SOURCE DATA:
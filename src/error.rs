// Error types for extraction: alignment failures are engine inconsistencies,
// configuration errors are rejected input

use std::path::PathBuf;
use thiserror::Error;

/// A match span that cannot be expressed in whole tokens
#[derive(Debug, Clone, PartialEq, Eq, Error)]
pub enum AlignmentError {
    /// Forward reconstruction could not locate a token produced by the tokenizer
    #[error("token {index} ({token:?}) not found in text at or after byte {offset}")]
    TokenNotFound {
        index: usize,
        token: String,
        offset: usize,
    },

    /// The span start or its last character falls outside every token interval
    #[error("match positions {start}..{end} do not align with any token offsets")]
    Unaligned { start: usize, end: usize },
}

/// Error type for all extraction operations
#[derive(Debug, Error)]
pub enum ExtractError {
    #[error("alignment error: {0}")]
    Alignment(#[from] AlignmentError),

    #[error("invalid configuration: {0}")]
    InvalidConfiguration(String),

    /// Literal term pattern failed to compile (only reachable through regex size limits)
    #[error("failed to compile matcher for term {term:?}: {message}")]
    Pattern { term: String, message: String },

    #[error("failed to read config file {}: {source}", path.display())]
    ConfigRead {
        path: PathBuf,
        #[source]
        source: std::io::Error,
    },

    #[error("failed to parse config: {0}")]
    ConfigParse(#[from] toml::de::Error),

    #[error("failed to serialize extraction result: {0}")]
    Serialize(#[from] serde_json::Error),
}

/// Result type for extraction operations
pub type Result<T> = std::result::Result<T, ExtractError>;

#[cfg(test)]
mod tests {
    use super::*;

    #[test]
    fn test_alignment_error_converts() {
        let err: ExtractError = AlignmentError::Unaligned { start: 3, end: 5 }.into();
        assert!(matches!(err, ExtractError::Alignment(AlignmentError::Unaligned { start: 3, end: 5 })));
        assert_eq!(
            err.to_string(),
            "alignment error: match positions 3..5 do not align with any token offsets"
        );
    }

    #[test]
    fn test_token_not_found_message() {
        let err = AlignmentError::TokenNotFound {
            index: 2,
            token: "foo".to_string(),
            offset: 7,
        };
        assert_eq!(err.to_string(), "token 2 (\"foo\") not found in text at or after byte 7");
    }
}
// WHY: Converts byte spans from the matchers into whole-token context windows
// Token offsets are rebuilt by scanning forward from the previous token's end

use std::borrow::Cow;
use tracing::debug;

use crate::error::AlignmentError;
use crate::matcher::MatchSpan;
use crate::tokenizer::Tokenizer;

/// Token text paired with its half-open byte interval in the source text
#[derive(Debug, Clone, PartialEq, Eq)]
pub struct Token<'a> {
    pub text: Cow<'a, str>,
    pub start: usize,
    pub end: usize,
}

/// Tokenized source text with reconstructed byte offsets
///
/// Intervals are non-overlapping and ordered: each token starts at or after
/// the end of the one before it.
#[derive(Debug, Clone)]
pub struct TokenAlignment<'a> {
    tokens: Vec<Token<'a>>,
}

impl<'a> TokenAlignment<'a> {
    /// Tokenize `text` once and locate every token by forward search
    ///
    /// A token is searched for strictly from the previous token's end, so a
    /// token whose text also occurs earlier but after that point binds to the
    /// earlier occurrence.
    pub fn new(text: &'a str, tokenizer: &dyn Tokenizer) -> Result<Self, AlignmentError> {
        let raw_tokens = tokenizer.tokenize(text);
        let mut tokens = Vec::with_capacity(raw_tokens.len());
        let mut offset = 0;

        for (index, token) in raw_tokens.into_iter().enumerate() {
            let start = text
                .get(offset..)
                .and_then(|rest| rest.find(&*token))
                .map(|relative| offset + relative)
                .ok_or_else(|| AlignmentError::TokenNotFound {
                    index,
                    token: token.to_string(),
                    offset,
                })?;
            let end = start + token.len();
            tokens.push(Token { text: token, start, end });
            offset = end;
        }

        debug!("Aligned {} tokens over {} bytes", tokens.len(), text.len());
        Ok(Self { tokens })
    }

    pub fn tokens(&self) -> &[Token<'a>] {
        &self.tokens
    }

    pub fn len(&self) -> usize {
        self.tokens.len()
    }

    pub fn is_empty(&self) -> bool {
        self.tokens.is_empty()
    }

    /// Index of the token with `start <= pos < end`
    pub fn token_containing_start(&self, pos: usize) -> Option<usize> {
        // Only the last token starting at or before `pos` can contain it
        let candidates = self.tokens.partition_point(|t| t.start <= pos);
        let index = candidates.checked_sub(1)?;
        let token = &self.tokens[index];
        (pos < token.end).then_some(index)
    }

    /// Index of the token with `start < pos <= end`, i.e. the token holding the byte before `pos`
    pub fn token_containing_end(&self, pos: usize) -> Option<usize> {
        let candidates = self.tokens.partition_point(|t| t.start < pos);
        let index = candidates.checked_sub(1)?;
        let token = &self.tokens[index];
        (pos <= token.end).then_some(index)
    }

    /// Tokens covering `span`, widened by `radius` tokens per side and joined by single spaces
    pub fn context(&self, span: MatchSpan, radius: usize) -> Result<String, AlignmentError> {
        let unaligned = || AlignmentError::Unaligned {
            start: span.start,
            end: span.end,
        };
        let first = self.token_containing_start(span.start).ok_or_else(unaligned)?;
        let last = self.token_containing_end(span.end).ok_or_else(unaligned)?;

        let from = first.saturating_sub(radius);
        let to = last.saturating_add(radius).saturating_add(1).min(self.tokens.len());

        Ok(self.tokens[from..to]
            .iter()
            .map(|t| &*t.text)
            .collect::<Vec<&str>>()
            .join(" "))
    }
}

TASK TO CARRY OUT: Exactly as given, repeat every record above.

THE ANSWER:
filename src/error.rs
// Error types for extraction: alignment failures are engine inconsistencies,
// configuration errors are rejected input

use std::path::PathBuf;
use thiserror::Error;

/// A match span that cannot be expressed in whole tokens
#[derive(Debug, Clone, PartialEq, Eq, Error)]
pub enum AlignmentError {
    /// Forward reconstruction could not locate a token produced by the tokenizer
    #[error("token {index} ({token:?}) not found in text at or after byte {offset}")]
    TokenNotFound {
        index: usize,
        token: String,
        offset: usize,
    },

    /// The span start or its last character falls outside every token interval
    #[error("match positions {start}..{end} do not align with any token offsets")]
    Unaligned { start: usize, end: usize },
}

/// Error type for all extraction operations
#[derive(Debug, Error)]
pub enum ExtractError {
    #[error("alignment error: {0}")]
    Alignment(#[from] AlignmentError),

    #[error("invalid configuration: {0}")]
    InvalidConfiguration(String),

    /// Literal term pattern failed to compile (only reachable through regex size limits)
    #[error("failed to compile matcher for term {term:?}: {message}")]
    Pattern { term: String, message: String },

    #[error("failed to read config file {}: {source}", path.display())]
    ConfigRead {
        path: PathBuf,
        #[source]
        source: std::io::Error,
    },

    #[error("failed to parse config: {0}")]
    ConfigParse(#[from] toml::de::Error),

    #[error("failed to serialize extraction result: {0}")]
    Serialize(#[from] serde_json::Error),
}

/// Result type for extraction operations
pub type Result<T> = std::result::Result<T, ExtractError>;

#[cfg(test)]
mod tests {
    use super::*;

    #[test]
    fn test_alignment_error_converts() {
        let err: ExtractError = AlignmentError::Unaligned { start: 3, end: 5 }.into();
        assert!(matches!(err, ExtractError::Alignment(AlignmentError::Unaligned { start: 3, end: 5 })));
        assert_eq!(
            err.to_string(),
            "alignment error: match positions 3..5 do not align with any token offsets"
        );
    }

    #[test]
    fn test_token_not_found_message() {
        let err = AlignmentError::TokenNotFound {
            index: 2,
            token: "foo".to_string(),
            offset: 7,
        };
        assert_eq!(err.to_string(), "token 2 (\"foo\") not found in text at or after byte 7");
    }
}
// WHY: Converts byte spans from the matchers into whole-token context windows
// Token offsets are rebuilt by scanning forward from the previous token's end

use std::borrow::Cow;
use tracing::debug;

use crate::error::AlignmentError;
use crate::matcher::MatchSpan;
use crate::tokenizer::Tokenizer;

/// Token text paired with its half-open byte interval in the source text
#[derive(Debug, Clone, PartialEq, Eq)]
pub struct Token<'a> {
    pub text: Cow<'a, str>,
    pub start: usize,
    pub end: usize,
}

/// Tokenized source text with reconstructed byte offsets
///
/// Intervals are non-overlapping and ordered: each token starts at or after
/// the end of the one before it.
#[derive(Debug, Clone)]
pub struct TokenAlignment<'a> {
    tokens: Vec<Token<'a>>,
}

impl<'a> TokenAlignment<'a> {
    /// Tokenize `text` once and locate every token by forward search
    ///
    /// A token is searched for strictly from the previous token's end, so a
    /// token whose text also occurs earlier but after that point binds to the
    /// earlier occurrence.
    pub fn new(text: &'a str, tokenizer: &dyn Tokenizer) -> Result<Self, AlignmentError> {
        let raw_tokens = tokenizer.tokenize(text);
        let mut tokens = Vec::with_capacity(raw_tokens.len());
        let mut offset = 0;

        for (index, token) in raw_tokens.into_iter().enumerate() {
            let start = text
                .get(offset..)
                .and_then(|rest| rest.find(&*token))
                .map(|relative| offset + relative)
                .ok_or_else(|| AlignmentError::TokenNotFound {
                    index,
                    token: token.to_string(),
                    offset,
                })?;
            let end = start + token.len();
            tokens.push(Token { text: token, start, end });
            offset = end;
        }

        debug!("Aligned {} tokens over {} bytes", tokens.len(), text.len());
        Ok(Self { tokens })
    }

    pub fn tokens(&self) -> &[Token<'a>] {
        &self.tokens
    }

    pub fn len(&self) -> usize {
        self.tokens.len()
    }

    pub fn is_empty(&self) -> bool {
        self.tokens.is_empty()
    }

    /// Index of the token with `start <= pos < end`
    pub fn token_containing_start(&self, pos: usize) -> Option<usize> {
        // Only the last token starting at or before `pos` can contain it
        let candidates = self.tokens.partition_point(|t| t.start <= pos);
        let index = candidates.checked_sub(1)?;
        let token = &self.tokens[index];
        (pos < token.end).then_some(index)
    }

    /// Index of the token with `start < pos <= end`, i.e. the token holding the byte before `pos`
    pub fn token_containing_end(&self, pos: usize) -> Option<usize> {
        let candidates = self.tokens.partition_point(|t| t.start < pos);
        let index = candidates.checked_sub(1)?;
        let token = &self.tokens[index];
        (pos <= token.end).then_some(index)
    }

    /// Tokens covering `span`, widened by `radius` tokens per side and joined by single spaces
    pub fn context(&self, span: MatchSpan, radius: usize) -> Result<String, AlignmentError> {
        let unaligned = || AlignmentError::Unaligned {
            start: span.start,
            end: span.end,
        };
        let first = self.token_containing_start(span.start).ok_or_else(unaligned)?;
        let last = self.token_containing_end(span.end).ok_or_else(unaligned)?;

        let from = first.saturating_sub(radius);
        let to = last.saturating_add(radius).saturating_add(1).min(self.tokens.len());

        Ok(self.tokens[from..to]
            .iter()
            .map(|t| &*t.text)
            .collect::<Vec<&str>>()
            .join(" "))
    }
}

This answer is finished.